Work to complete
Please report each line of the data below that contains "never".

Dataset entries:

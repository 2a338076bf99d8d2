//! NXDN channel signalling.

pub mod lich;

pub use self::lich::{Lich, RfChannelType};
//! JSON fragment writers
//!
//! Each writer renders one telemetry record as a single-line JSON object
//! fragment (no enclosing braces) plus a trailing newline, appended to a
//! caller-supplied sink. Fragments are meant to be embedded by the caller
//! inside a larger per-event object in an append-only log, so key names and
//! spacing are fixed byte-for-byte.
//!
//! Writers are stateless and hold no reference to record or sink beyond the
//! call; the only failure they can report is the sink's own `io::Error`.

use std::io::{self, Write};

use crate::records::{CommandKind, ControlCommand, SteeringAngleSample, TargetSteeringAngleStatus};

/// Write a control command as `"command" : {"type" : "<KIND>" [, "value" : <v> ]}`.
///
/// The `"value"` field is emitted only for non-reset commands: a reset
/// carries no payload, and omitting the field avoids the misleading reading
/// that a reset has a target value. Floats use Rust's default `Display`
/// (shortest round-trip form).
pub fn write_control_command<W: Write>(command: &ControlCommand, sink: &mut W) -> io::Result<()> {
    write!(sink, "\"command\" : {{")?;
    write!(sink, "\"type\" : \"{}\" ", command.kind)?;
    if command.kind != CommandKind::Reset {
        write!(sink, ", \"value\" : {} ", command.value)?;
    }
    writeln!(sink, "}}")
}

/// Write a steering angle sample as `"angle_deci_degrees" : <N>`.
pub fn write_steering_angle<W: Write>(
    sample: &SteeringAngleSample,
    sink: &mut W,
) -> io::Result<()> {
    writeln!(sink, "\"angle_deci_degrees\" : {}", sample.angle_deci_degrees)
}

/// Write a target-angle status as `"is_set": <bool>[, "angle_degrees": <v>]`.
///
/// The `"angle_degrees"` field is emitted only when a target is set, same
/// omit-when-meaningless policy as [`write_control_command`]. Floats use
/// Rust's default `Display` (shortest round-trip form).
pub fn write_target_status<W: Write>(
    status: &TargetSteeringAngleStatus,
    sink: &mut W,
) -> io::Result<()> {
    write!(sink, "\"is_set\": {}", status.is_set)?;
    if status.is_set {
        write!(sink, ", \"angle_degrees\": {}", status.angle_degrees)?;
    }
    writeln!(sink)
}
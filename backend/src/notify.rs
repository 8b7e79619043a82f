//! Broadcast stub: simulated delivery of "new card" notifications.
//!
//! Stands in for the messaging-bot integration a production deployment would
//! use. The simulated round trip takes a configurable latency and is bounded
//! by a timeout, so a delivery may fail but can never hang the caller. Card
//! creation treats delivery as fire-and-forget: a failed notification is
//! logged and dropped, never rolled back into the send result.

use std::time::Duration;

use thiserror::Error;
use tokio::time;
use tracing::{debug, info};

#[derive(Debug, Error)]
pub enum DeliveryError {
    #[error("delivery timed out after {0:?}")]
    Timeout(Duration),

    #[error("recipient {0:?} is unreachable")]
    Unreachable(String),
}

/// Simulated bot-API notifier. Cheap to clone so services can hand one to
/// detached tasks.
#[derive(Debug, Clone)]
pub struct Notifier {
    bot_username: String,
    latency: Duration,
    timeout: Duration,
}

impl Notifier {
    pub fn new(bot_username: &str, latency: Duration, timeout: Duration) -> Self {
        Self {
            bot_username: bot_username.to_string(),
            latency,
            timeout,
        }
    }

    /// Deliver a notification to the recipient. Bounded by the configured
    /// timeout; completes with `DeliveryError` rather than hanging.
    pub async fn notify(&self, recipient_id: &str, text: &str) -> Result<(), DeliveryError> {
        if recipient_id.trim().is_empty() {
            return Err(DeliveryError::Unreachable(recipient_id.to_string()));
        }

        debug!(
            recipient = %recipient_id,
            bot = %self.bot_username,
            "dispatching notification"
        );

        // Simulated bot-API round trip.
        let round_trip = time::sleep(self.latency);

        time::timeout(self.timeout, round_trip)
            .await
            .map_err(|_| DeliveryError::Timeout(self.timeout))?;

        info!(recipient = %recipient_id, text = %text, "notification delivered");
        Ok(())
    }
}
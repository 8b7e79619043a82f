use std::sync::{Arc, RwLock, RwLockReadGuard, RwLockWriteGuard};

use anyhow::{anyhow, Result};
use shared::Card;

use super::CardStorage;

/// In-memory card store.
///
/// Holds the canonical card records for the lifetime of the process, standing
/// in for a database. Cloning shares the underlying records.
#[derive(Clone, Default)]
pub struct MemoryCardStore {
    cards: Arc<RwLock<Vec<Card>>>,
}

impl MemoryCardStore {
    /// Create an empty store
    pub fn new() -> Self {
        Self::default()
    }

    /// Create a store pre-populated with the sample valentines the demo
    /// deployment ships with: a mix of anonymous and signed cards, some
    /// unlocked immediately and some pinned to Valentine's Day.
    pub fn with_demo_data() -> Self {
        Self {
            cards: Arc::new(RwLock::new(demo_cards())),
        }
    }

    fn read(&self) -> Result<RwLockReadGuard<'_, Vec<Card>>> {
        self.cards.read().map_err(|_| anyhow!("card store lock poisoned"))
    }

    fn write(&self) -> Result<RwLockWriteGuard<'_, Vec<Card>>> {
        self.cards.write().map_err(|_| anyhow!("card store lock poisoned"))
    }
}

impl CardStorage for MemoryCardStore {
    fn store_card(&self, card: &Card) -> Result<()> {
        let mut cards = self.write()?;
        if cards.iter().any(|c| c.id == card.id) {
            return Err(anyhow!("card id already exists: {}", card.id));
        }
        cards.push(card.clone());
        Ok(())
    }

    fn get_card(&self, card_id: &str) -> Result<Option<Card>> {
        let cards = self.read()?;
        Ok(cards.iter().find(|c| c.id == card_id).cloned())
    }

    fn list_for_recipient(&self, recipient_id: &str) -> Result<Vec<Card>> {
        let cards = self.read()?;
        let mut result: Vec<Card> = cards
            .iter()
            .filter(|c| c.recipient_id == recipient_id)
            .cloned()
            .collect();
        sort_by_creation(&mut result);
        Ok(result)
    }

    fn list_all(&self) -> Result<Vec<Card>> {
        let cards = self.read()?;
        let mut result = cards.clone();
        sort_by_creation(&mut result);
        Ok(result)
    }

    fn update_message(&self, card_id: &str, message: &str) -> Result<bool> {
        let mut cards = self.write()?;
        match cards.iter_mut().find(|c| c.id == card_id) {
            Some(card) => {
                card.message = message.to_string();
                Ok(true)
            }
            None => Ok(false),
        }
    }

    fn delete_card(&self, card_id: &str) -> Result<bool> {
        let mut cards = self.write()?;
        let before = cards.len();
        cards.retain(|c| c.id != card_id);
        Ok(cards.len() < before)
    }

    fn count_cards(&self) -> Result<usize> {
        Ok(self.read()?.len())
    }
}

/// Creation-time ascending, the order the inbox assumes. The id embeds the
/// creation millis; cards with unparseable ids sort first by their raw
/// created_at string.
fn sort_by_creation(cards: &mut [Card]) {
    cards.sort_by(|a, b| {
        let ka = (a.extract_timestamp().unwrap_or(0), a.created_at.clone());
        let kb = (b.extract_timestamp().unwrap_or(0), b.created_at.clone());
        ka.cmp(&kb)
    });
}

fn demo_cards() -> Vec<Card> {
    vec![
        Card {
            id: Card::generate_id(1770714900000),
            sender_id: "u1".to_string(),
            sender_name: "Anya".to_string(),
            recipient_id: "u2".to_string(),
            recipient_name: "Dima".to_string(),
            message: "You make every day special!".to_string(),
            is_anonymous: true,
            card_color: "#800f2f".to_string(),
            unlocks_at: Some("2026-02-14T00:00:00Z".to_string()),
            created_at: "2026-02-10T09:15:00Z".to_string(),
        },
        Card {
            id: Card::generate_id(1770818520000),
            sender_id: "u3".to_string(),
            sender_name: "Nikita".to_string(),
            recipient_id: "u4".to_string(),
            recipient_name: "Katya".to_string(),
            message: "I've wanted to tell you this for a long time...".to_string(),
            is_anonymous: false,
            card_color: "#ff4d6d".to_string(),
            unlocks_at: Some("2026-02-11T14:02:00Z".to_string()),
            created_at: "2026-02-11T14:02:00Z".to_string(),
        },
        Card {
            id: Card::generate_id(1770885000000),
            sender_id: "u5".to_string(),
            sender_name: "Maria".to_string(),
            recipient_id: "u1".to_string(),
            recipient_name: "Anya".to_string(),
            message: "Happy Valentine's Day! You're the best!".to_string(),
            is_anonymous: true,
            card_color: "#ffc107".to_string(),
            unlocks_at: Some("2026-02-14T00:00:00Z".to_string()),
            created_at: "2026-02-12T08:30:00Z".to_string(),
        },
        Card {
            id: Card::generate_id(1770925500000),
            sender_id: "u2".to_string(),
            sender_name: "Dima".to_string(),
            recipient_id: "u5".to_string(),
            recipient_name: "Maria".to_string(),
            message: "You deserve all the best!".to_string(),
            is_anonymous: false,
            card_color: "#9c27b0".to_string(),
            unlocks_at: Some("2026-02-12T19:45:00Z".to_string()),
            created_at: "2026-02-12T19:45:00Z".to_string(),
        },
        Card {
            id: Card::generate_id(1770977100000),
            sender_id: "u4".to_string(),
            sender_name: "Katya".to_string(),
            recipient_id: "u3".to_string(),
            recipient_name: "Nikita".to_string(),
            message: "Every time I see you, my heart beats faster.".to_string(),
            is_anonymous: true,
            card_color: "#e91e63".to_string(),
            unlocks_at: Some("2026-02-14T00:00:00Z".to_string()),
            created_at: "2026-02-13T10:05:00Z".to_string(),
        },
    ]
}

Task output
//! by a timeout, so a delivery may fail but can never hang the caller. Card
//! logged and dropped, never rolled back into the send result.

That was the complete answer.